Cognitive deterioration may take place in selective attention (particularly divided
attention situations). The process of learning and retaining new information becomes
more limited with advancing age. Different types of memory are affected by the ageing
process. There may be a mild decrease in short-term memory (STM) in older subjects
although this varies according to factors such as the complexity of the information
to be recalled (Craik
and Rabinowitz, 1985). A number of studies bearing on the functioning of
working memory (the version of STM in Baddeley's theory; Baddeley, 1990) in older persons suggest that
the mechanism identified by Baddeley under the name of "central executive"
could be particularly affected by the ageing process, hence provide fewer attentional
and (secondary) storing resources. The auditory-verbal and the visuo-spatial stores
could also be reduced as well as their processing speed (Salthouse and Babcock, 1991).
The decline in long-term memory (LTM) capacity in older persons may be more significant.
Differences between younger and older individuals relate to encoding, organizational,
and retrieval factors and strategies (Rankin
and Collins, 1985). Some LTM subsystems resist ageing better than others.

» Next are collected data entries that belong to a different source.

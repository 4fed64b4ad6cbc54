//! Process-wide default logging configuration
//!
//! The default may be replaced with [`set_configuration`] until the first
//! time it is read; from then on it is fixed for the life of the process.
//! Without an explicit configuration the default is an empty tree, which
//! defines a single provider-less logger named
//! [`DEFAULT_LOGGER_NAME`](crate::core::DEFAULT_LOGGER_NAME).

use super::registry::LoggingConfiguration;
use super::reloading::ReloadingLogger;
use super::section::ConfigSection;
use crate::core::{LoggerError, Result, DEFAULT_LOGGER_NAME};
use parking_lot::{const_mutex, Mutex};
use std::sync::Arc;

struct DefaultState {
    configuration: Option<LoggingConfiguration>,
    locked: bool,
}

static DEFAULT: Mutex<DefaultState> = const_mutex(DefaultState {
    configuration: None,
    locked: false,
});

/// Install the process-wide default configuration
///
/// # Errors
///
/// [`LoggerError::InvalidConfiguration`] once the default has been read.
pub fn set_configuration(configuration: LoggingConfiguration) -> Result<()> {
    let mut state = DEFAULT.lock();
    if state.locked {
        return Err(LoggerError::config(
            "default logging configuration",
            "it has already been read and can no longer be changed",
        ));
    }
    state.configuration = Some(configuration);
    Ok(())
}

/// Whether the default can still be replaced
pub fn is_configuration_locked() -> bool {
    DEFAULT.lock().locked
}

/// The process-wide default configuration
///
/// Reading it fixes it.
pub fn configuration() -> LoggingConfiguration {
    let mut state = DEFAULT.lock();
    state.locked = true;
    state
        .configuration
        .get_or_insert_with(|| LoggingConfiguration::new(ConfigSection::empty()))
        .clone()
}

/// Cached logger from the default configuration
pub fn get_cached(name: &str) -> Result<Arc<ReloadingLogger>> {
    configuration().resolve(name)
}

/// Uncached logger from the default configuration
pub fn create(name: &str) -> Result<Arc<ReloadingLogger>> {
    configuration().create_logger(name)
}

/// Cached logger named [`DEFAULT_LOGGER_NAME`]
pub fn default_logger() -> Result<Arc<ReloadingLogger>> {
    get_cached(DEFAULT_LOGGER_NAME)
}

For example, episodic memory (i.e., autobiographical memory; Tulving, 1983) is more age-sensitive than memories
for perceptual representation or semantic memory (i.e., the memory for language
and knowledge).
What about language change in the elderly population?

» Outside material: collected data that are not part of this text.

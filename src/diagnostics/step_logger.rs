//! Step timing report
//!
//! A [`StepLogger`] collects steps while a unit of work runs and emits a
//! single entry describing them when it finishes. The entry is emitted
//! exactly once: by [`StepLogger::finish`], by [`StepLogger::flush`], or when
//! the step logger is dropped, whichever happens first.

use crate::core::{CallerInfo, DispatchMode, LogDispatch, LogEntry, LogLevel, Result};
use std::fmt;
use std::sync::Arc;
use std::time::{Duration, Instant};

/// Extended property holding the report text
pub const STEP_REPORT_KEY: &str = "StepReport";

/// Message used when none is given
pub const DEFAULT_STEP_MESSAGE: &str = "Step Report";

/// One line of a step report
///
/// The report writes a `-` before each step; a step appends its text and a
/// trailing newline.
pub trait Step: Send {
    fn add_to_report(&self, report: &mut String);
}

/// A named value
#[derive(Debug, Clone)]
pub struct ValueStep {
    pub name: String,
    pub value: String,
}

impl Step for ValueStep {
    fn add_to_report(&self, report: &mut String) {
        report.push_str(&format!("{}: {}\n", self.name, self.value));
    }
}

/// Time elapsed between the start of the step logger and a point of interest
#[derive(Debug, Clone)]
pub struct CheckpointStep {
    pub label: String,
    pub elapsed: Duration,
}

impl Step for CheckpointStep {
    fn add_to_report(&self, report: &mut String) {
        report.push_str(&format!("{}: {:?}\n", self.label, self.elapsed));
    }
}

/// Collects steps and logs them as one entry
///
/// # Example
///
/// ```
/// use rust_logger_core::prelude::*;
/// use std::sync::Arc;
///
/// # #[tokio::main(flavor = "current_thread")]
/// # async fn main() -> Result<()> {
/// let memory = MemoryLogProvider::new();
/// let logger: Arc<dyn LogDispatch> = Arc::new(Logger::builder().provider(memory.clone()).build());
///
/// let mut steps = StepLogger::begin(logger, LogLevel::Info, Some("import"), Some(DispatchMode::Blocking), None);
/// steps.add_value("rows", 120);
/// steps.add_checkpoint("parsed");
/// steps.finish().await?;
///
/// let entry = &memory.entries()[0];
/// assert!(entry.extended_properties.contains_key(STEP_REPORT_KEY));
/// # Ok(())
/// # }
/// ```
pub struct StepLogger {
    logger: Arc<dyn LogDispatch>,
    level: LogLevel,
    message: Option<String>,
    mode: Option<DispatchMode>,
    caller: Option<CallerInfo>,
    steps: Vec<Box<dyn Step>>,
    started: Instant,
    finished: bool,
}

impl StepLogger {
    /// Start timing
    ///
    /// `mode` applies to [`finish`](Self::finish); `flush` and `Drop` always
    /// dispatch detached.
    pub fn begin(
        logger: Arc<dyn LogDispatch>,
        level: LogLevel,
        message: Option<&str>,
        mode: Option<DispatchMode>,
        caller: Option<CallerInfo>,
    ) -> Self {
        Self {
            logger,
            level,
            message: message.map(String::from),
            mode,
            caller,
            steps: Vec::new(),
            started: Instant::now(),
            finished: false,
        }
    }

    pub fn add_step<S: Step + 'static>(&mut self, step: S) {
        self.steps.push(Box::new(step));
    }

    pub fn add_value(&mut self, name: impl Into<String>, value: impl fmt::Display) {
        self.add_step(ValueStep {
            name: name.into(),
            value: value.to_string(),
        });
    }

    /// Record the time elapsed so far under `label`
    pub fn add_checkpoint(&mut self, label: impl Into<String>) {
        let elapsed = self.elapsed();
        self.add_step(CheckpointStep {
            label: label.into(),
            elapsed,
        });
    }

    pub fn elapsed(&self) -> Duration {
        self.started.elapsed()
    }

    pub fn step_count(&self) -> usize {
        self.steps.len()
    }

    pub fn is_finished(&self) -> bool {
        self.finished
    }

    /// Emit the report using the mode given at `begin`
    pub async fn finish(mut self) -> Result<()> {
        match self.take_entry() {
            Some(entry) => {
                let logger = Arc::clone(&self.logger);
                let (mode, caller) = (self.mode, self.caller.clone());
                logger.log(entry, mode, caller).await
            }
            None => Ok(()),
        }
    }

    /// Emit the report in the background; later calls do nothing
    pub fn flush(&mut self) {
        if let Some(entry) = self.take_entry() {
            self.logger.log_detached(entry, self.caller.clone());
        }
    }

    fn take_entry(&mut self) -> Option<LogEntry> {
        if self.finished {
            return None;
        }
        self.finished = true;

        let mut report = String::new();
        for step in &self.steps {
            report.push('-');
            step.add_to_report(&mut report);
        }
        report.push_str(&format!("Total Elapsed: {:?}\n", self.elapsed()));

        let message = self.message.as_deref().unwrap_or(DEFAULT_STEP_MESSAGE);
        Some(LogEntry::new(self.level, message).with_property(STEP_REPORT_KEY, report))
    }
}

impl Drop for StepLogger {
    fn drop(&mut self) {
        self.flush();
    }
}

impl fmt::Debug for StepLogger {
    fn fmt(&self, f: &mut fmt::Formatter<'_>) -> fmt::Result {
        f.debug_struct("StepLogger")
            .field("logger", &self.logger.name())
            .field("level", &self.level)
            .field("steps", &self.steps.len())
            .field("finished", &self.finished)
            .finish()
    }
}
//! Logger metrics for observability
//!
//! Counters for monitoring dispatch health: how many entries went out, how
//! many were filtered by the gate, and how many provider or context provider
//! failures were isolated along the way.

use std::sync::atomic::{AtomicU64, Ordering};

/// Metrics for logger observability
///
/// # Example
///
/// ```
/// use rust_logger_core::LoggerMetrics;
///
/// let metrics = LoggerMetrics::new();
///
/// metrics.record_dispatched();
/// metrics.record_provider_failure();
///
/// assert_eq!(metrics.dispatched_count(), 1);
/// assert_eq!(metrics.provider_failures(), 1);
/// ```
#[derive(Debug)]
pub struct LoggerMetrics {
    /// Entries handed to the provider fan-out
    dispatched: AtomicU64,

    /// Log calls rejected by the level gate
    filtered: AtomicU64,

    /// Entries that could not be dispatched at all (stopped logger, no runtime)
    dropped: AtomicU64,

    /// Individual provider writes that failed or panicked
    provider_failures: AtomicU64,

    /// Context providers that failed or panicked during enrichment
    context_failures: AtomicU64,
}

impl LoggerMetrics {
    /// Create a new metrics instance with all counters at zero
    pub const fn new() -> Self {
        Self {
            dispatched: AtomicU64::new(0),
            filtered: AtomicU64::new(0),
            dropped: AtomicU64::new(0),
            provider_failures: AtomicU64::new(0),
            context_failures: AtomicU64::new(0),
        }
    }

    #[inline]
    pub fn dispatched_count(&self) -> u64 {
        self.dispatched.load(Ordering::Relaxed)
    }

    #[inline]
    pub fn filtered_count(&self) -> u64 {
        self.filtered.load(Ordering::Relaxed)
    }

    #[inline]
    pub fn dropped_count(&self) -> u64 {
        self.dropped.load(Ordering::Relaxed)
    }

    #[inline]
    pub fn provider_failures(&self) -> u64 {
        self.provider_failures.load(Ordering::Relaxed)
    }

    #[inline]
    pub fn context_failures(&self) -> u64 {
        self.context_failures.load(Ordering::Relaxed)
    }

    /// Record an entry handed to the providers; returns the previous count
    #[inline]
    pub fn record_dispatched(&self) -> u64 {
        self.dispatched.fetch_add(1, Ordering::Relaxed)
    }

    #[inline]
    pub fn record_filtered(&self) -> u64 {
        self.filtered.fetch_add(1, Ordering::Relaxed)
    }

    #[inline]
    pub fn record_dropped(&self) -> u64 {
        self.dropped.fetch_add(1, Ordering::Relaxed)
    }

    #[inline]
    pub fn record_provider_failure(&self) -> u64 {
        self.provider_failures.fetch_add(1, Ordering::Relaxed)
    }

    #[inline]
    pub fn record_context_failure(&self) -> u64 {
        self.context_failures.fetch_add(1, Ordering::Relaxed)
    }

    /// Drop rate as a percentage (0.0 - 100.0) of all entries that passed the gate
    ///
    /// Returns 0.0 if nothing has been logged.
    pub fn drop_rate(&self) -> f64 {
        let dropped = self.dropped_count() as f64;
        let total = self.dispatched_count() as f64 + dropped;
        if total == 0.0 {
            0.0
        } else {
            (dropped / total) * 100.0
        }
    }

    /// Reset all metrics to zero
    pub fn reset(&self) {
        self.dispatched.store(0, Ordering::Relaxed);
        self.filtered.store(0, Ordering::Relaxed);
        self.dropped.store(0, Ordering::Relaxed);
        self.provider_failures.store(0, Ordering::Relaxed);
        self.context_failures.store(0, Ordering::Relaxed);
    }
}

impl Default for LoggerMetrics {
    fn default() -> Self {
        Self::new()
    }
}

impl Clone for LoggerMetrics {
    /// Create a snapshot of the current metrics values
    fn clone(&self) -> Self {
        Self {
            dispatched: AtomicU64::new(self.dispatched_count()),
            filtered: AtomicU64::new(self.filtered_count()),
            dropped: AtomicU64::new(self.dropped_count()),
            provider_failures: AtomicU64::new(self.provider_failures()),
            context_failures: AtomicU64::new(self.context_failures()),
        }
    }
}

#[cfg(test)]
mod tests {
    use super::*;

    #[test]
    fn test_metrics_new() {
        let metrics = LoggerMetrics::new();
        assert_eq!(metrics.dispatched_count(), 0);
        assert_eq!(metrics.filtered_count(), 0);
        assert_eq!(metrics.dropped_count(), 0);
        assert_eq!(metrics.provider_failures(), 0);
        assert_eq!(metrics.context_failures(), 0);
    }

    #[test]
    fn test_metrics_record_returns_previous() {
        let metrics = LoggerMetrics::new();
        assert_eq!(metrics.record_dispatched(), 0);
        assert_eq!(metrics.record_dispatched(), 1);
        assert_eq!(metrics.dispatched_count(), 2);
    }

    #[test]
    fn test_metrics_drop_rate() {
        let metrics = LoggerMetrics::new();
        assert_eq!(metrics.drop_rate(), 0.0);

        for _ in 0..90 {
            metrics.record_dispatched();
        }
        for _ in 0..10 {
            metrics.record_dropped();
        }

        let rate = metrics.drop_rate();
        assert!((9.9..=10.1).contains(&rate), "Drop rate was {}", rate);
    }

    #[test]
    fn test_metrics_reset() {
        let metrics = LoggerMetrics::new();
        metrics.record_dispatched();
        metrics.record_filtered();
        metrics.record_context_failure();

        metrics.reset();

        assert_eq!(metrics.dispatched_count(), 0);
        assert_eq!(metrics.filtered_count(), 0);
        assert_eq!(metrics.context_failures(), 0);
    }

    #[test]
    fn test_metrics_clone_is_snapshot() {
        let metrics = LoggerMetrics::new();
        metrics.record_provider_failure();

        let snapshot = metrics.clone();
        metrics.record_provider_failure();

        assert_eq!(metrics.provider_failures(), 2);
        assert_eq!(snapshot.provider_failures(), 1);
    }
}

Specific information is still relatively sparse. Grammatically, there is some evidence
that the ability of the elderly to understand complex and/or long sentences may
be reduced. The same situation prevails for grammatical sentences that are ambiguous
and demand processing flexibility (e.g., potentially ambiguous double-object sentences
such as "He showed her baby pictures") (Scholes,
1978), and for sentences containing a temporal subordinate clause headed
by "before" or "after". This is particularly true when the order
of mention in the sentence differs from the order of occurrence of the referred
events (e.g., "He went out after having breakfast", as opposed to "He
had breakfast before going out") (Maxim,
1982).
Older people have more difficulty than younger people in extracting information
from spoken texts (Cohen, 1979).
This is obvious when inferential questions are asked about the text (as opposed
to direct questions). It could be that the elderly have particular difficulty with
text inferences when problem solving and complex linguistic analyses have to be
carried out at the same time.
Fewer descriptions of the language that older adults produce are available. Proportions
of dysfluencies are higher than in the speech of younger people (Yairi and Clifton, 1972). However,
these dysfluencies seem to be for the major part hesitant interjections and fillers,
probably attesting the longer time the elderly need to process utterances for production.

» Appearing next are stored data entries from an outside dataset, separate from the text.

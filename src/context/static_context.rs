//! Fixed properties added to every entry
//!
//! `StaticContextProvider` stores properties that persist across all log
//! entries, such as service name, version or environment. Clones share the
//! same property set, so a host can keep a handle and adjust it while the
//! logger that owns the provider keeps running.

use crate::core::{ContextProvider, ExtendedProperties, LogEntry, Result};
use parking_lot::RwLock;
use serde_json::Value;
use std::sync::Arc;

/// Thread-safe, shareable set of properties contributed to every entry
///
/// # Example
///
/// ```
/// use rust_logger_core::context::StaticContextProvider;
///
/// let ctx = StaticContextProvider::new()
///     .with("service", "api-gateway")
///     .with("version", "1.2.3");
///
/// ctx.set("region", "eu-west-1");
/// assert_eq!(ctx.len(), 3);
/// ```
#[derive(Debug, Clone)]
pub struct StaticContextProvider {
    name: String,
    properties: Arc<RwLock<ExtendedProperties>>,
}

impl StaticContextProvider {
    pub fn new() -> Self {
        Self::from_properties(ExtendedProperties::new())
    }

    pub fn from_properties(properties: ExtendedProperties) -> Self {
        Self {
            name: "static".to_string(),
            properties: Arc::new(RwLock::new(properties)),
        }
    }

    #[must_use]
    pub fn with_name(mut self, name: impl Into<String>) -> Self {
        self.name = name.into();
        self
    }

    /// Add a property (builder form)
    #[must_use]
    pub fn with<K, V>(self, key: K, value: V) -> Self
    where
        K: Into<String>,
        V: Into<Value>,
    {
        self.set(key, value);
        self
    }

    /// Set a property, overwriting any existing value
    pub fn set<K, V>(&self, key: K, value: V)
    where
        K: Into<String>,
        V: Into<Value>,
    {
        self.properties.write().insert(key, value);
    }

    pub fn remove(&self, key: &str) -> Option<Value> {
        self.properties.write().remove(key)
    }

    pub fn clear(&self) {
        *self.properties.write() = ExtendedProperties::new();
    }

    /// Copy of the current properties
    pub fn snapshot(&self) -> ExtendedProperties {
        self.properties.read().clone()
    }

    pub fn is_empty(&self) -> bool {
        self.properties.read().is_empty()
    }

    pub fn len(&self) -> usize {
        self.properties.read().len()
    }

    /// Set a property for the lifetime of the returned guard
    ///
    /// When the guard drops, the previous value (if any) is restored.
    ///
    /// ```
    /// use rust_logger_core::context::StaticContextProvider;
    ///
    /// let ctx = StaticContextProvider::new();
    /// {
    ///     let _guard = ctx.scoped("request_id", "abc-123");
    ///     assert!(ctx.snapshot().contains_key("request_id"));
    /// }
    /// assert!(ctx.is_empty());
    /// ```
    #[must_use = "the property is removed as soon as the guard is dropped"]
    pub fn scoped<K, V>(&self, key: K, value: V) -> ContextGuard
    where
        K: Into<String>,
        V: Into<Value>,
    {
        let key = key.into();
        let previous = {
            let mut properties = self.properties.write();
            let previous = properties.remove(&key);
            properties.insert(key.clone(), value);
            previous
        };
        ContextGuard {
            properties: Arc::clone(&self.properties),
            key,
            previous,
        }
    }
}

impl Default for StaticContextProvider {
    fn default() -> Self {
        Self::new()
    }
}

impl ContextProvider for StaticContextProvider {
    fn contribute(&self, _entry: &LogEntry) -> Result<ExtendedProperties> {
        Ok(self.snapshot())
    }

    fn name(&self) -> &str {
        &self.name
    }
}

/// RAII guard for a scoped property
///
/// Restores the property's previous state on drop.
pub struct ContextGuard {
    properties: Arc<RwLock<ExtendedProperties>>,
    key: String,
    previous: Option<Value>,
}

impl Drop for ContextGuard {
    fn drop(&mut self) {
        let mut properties = self.properties.write();
        match self.previous.take() {
            Some(previous) => properties.insert(self.key.clone(), previous),
            None => {
                properties.remove(&self.key);
            }
        }
    }
}

#[cfg(test)]
mod tests {
    use super::*;
    use crate::core::LogLevel;
    use serde_json::json;

    #[test]
    fn test_contributes_snapshot() {
        let ctx = StaticContextProvider::new().with("app", "billing");
        let props = ctx
            .contribute(&LogEntry::new(LogLevel::Info, "x"))
            .unwrap();
        assert_eq!(props.get("app"), Some(&json!("billing")));
    }

    #[test]
    fn test_clones_share_properties() {
        let ctx = StaticContextProvider::new();
        let handle = ctx.clone();
        handle.set("env", "prod");
        assert_eq!(ctx.snapshot().get("env"), Some(&json!("prod")));

        handle.remove("env");
        assert!(ctx.is_empty());
    }

    #[test]
    fn test_guard_restores_previous_value() {
        let ctx = StaticContextProvider::new().with("user", "alice");
        {
            let _guard = ctx.scoped("user", "bob");
            assert_eq!(ctx.snapshot().get("user"), Some(&json!("bob")));
        }
        assert_eq!(ctx.snapshot().get("user"), Some(&json!("alice")));
    }

    #[test]
    fn test_guard_removes_new_key() {
        let ctx = StaticContextProvider::new();
        let guard = ctx.scoped("request_id", 7);
        assert_eq!(ctx.len(), 1);
        drop(guard);
        assert!(ctx.is_empty());
    }
}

Consistent with the indication of a possible organizational difficulty in oral language
output, is Davis' (1979) observation that older
adults use fewer embedded clauses (known to be more demanding of processing resources)
than middle-age groups; an observation not made in written language where more time
is available to monitor complex expression (Obler,
Mildworf, and Albert, 1977).
No particular segmental phonological difficulties are reported in normal ageing.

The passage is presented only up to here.